(Exercise aim): Transcribe word for word the lines below from the line with "filename crates/migration/src/m20260610_094000_messages.rs" through the line with "ColumnDef::new(PersonalMessages::Id)", ends included.

(Stored data entries)
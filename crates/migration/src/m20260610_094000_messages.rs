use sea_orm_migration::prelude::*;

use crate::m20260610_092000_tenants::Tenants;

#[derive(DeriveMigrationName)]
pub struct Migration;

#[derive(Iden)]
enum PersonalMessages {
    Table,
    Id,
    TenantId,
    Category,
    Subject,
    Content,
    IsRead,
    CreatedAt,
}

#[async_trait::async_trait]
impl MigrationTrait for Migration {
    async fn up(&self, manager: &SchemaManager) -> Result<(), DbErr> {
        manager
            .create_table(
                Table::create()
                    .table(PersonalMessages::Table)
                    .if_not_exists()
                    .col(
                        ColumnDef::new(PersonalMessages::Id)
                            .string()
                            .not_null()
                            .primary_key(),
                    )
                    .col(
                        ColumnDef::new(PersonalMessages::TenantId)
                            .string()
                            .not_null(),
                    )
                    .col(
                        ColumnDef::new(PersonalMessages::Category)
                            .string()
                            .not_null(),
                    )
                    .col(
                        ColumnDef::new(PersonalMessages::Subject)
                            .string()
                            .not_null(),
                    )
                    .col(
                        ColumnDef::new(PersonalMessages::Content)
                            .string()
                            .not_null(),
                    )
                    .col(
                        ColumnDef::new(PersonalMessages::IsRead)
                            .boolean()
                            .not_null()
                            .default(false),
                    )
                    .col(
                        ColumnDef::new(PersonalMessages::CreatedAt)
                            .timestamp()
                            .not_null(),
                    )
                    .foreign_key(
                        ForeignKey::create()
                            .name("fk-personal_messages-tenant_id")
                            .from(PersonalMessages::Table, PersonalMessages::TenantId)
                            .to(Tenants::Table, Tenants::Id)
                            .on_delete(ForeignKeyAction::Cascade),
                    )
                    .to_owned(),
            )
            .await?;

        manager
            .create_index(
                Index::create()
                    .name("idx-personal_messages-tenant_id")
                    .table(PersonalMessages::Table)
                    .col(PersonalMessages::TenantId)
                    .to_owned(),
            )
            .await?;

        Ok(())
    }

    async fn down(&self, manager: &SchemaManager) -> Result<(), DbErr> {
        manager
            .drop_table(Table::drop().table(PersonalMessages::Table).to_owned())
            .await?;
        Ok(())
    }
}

...

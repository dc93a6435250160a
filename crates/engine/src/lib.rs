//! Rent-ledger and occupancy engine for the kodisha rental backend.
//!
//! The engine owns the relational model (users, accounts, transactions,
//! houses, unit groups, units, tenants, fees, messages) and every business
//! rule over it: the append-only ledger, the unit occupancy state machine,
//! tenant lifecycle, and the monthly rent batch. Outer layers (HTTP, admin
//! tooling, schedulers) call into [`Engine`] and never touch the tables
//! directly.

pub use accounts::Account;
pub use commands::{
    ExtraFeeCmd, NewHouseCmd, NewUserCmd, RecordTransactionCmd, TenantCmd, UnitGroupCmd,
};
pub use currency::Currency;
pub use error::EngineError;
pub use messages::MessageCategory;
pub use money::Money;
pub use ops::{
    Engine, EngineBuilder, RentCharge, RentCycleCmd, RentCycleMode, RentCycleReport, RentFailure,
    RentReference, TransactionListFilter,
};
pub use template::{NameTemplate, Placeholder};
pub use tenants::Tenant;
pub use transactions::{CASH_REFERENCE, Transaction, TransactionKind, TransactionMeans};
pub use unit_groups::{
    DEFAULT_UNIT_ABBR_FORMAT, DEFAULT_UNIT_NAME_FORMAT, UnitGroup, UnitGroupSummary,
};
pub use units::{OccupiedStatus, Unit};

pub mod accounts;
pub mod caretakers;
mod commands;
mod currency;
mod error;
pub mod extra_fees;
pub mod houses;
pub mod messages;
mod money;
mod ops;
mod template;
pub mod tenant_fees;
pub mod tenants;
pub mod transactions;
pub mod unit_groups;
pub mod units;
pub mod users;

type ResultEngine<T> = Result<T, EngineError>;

(Output):
filename crates/migration/src/m20260610_094000_messages.rs
use sea_orm_migration::prelude::*;

use crate::m20260610_092000_tenants::Tenants;

#[derive(DeriveMigrationName)]
pub struct Migration;

#[derive(Iden)]
enum PersonalMessages {
    Table,
    Id,
    TenantId,
    Category,
    Subject,
    Content,
    IsRead,
    CreatedAt,
}

#[async_trait::async_trait]
impl MigrationTrait for Migration {
    async fn up(&self, manager: &SchemaManager) -> Result<(), DbErr> {
        manager
            .create_table(
                Table::create()
                    .table(PersonalMessages::Table)
                    .if_not_exists()
                    .col(
                        ColumnDef::new(PersonalMessages::Id)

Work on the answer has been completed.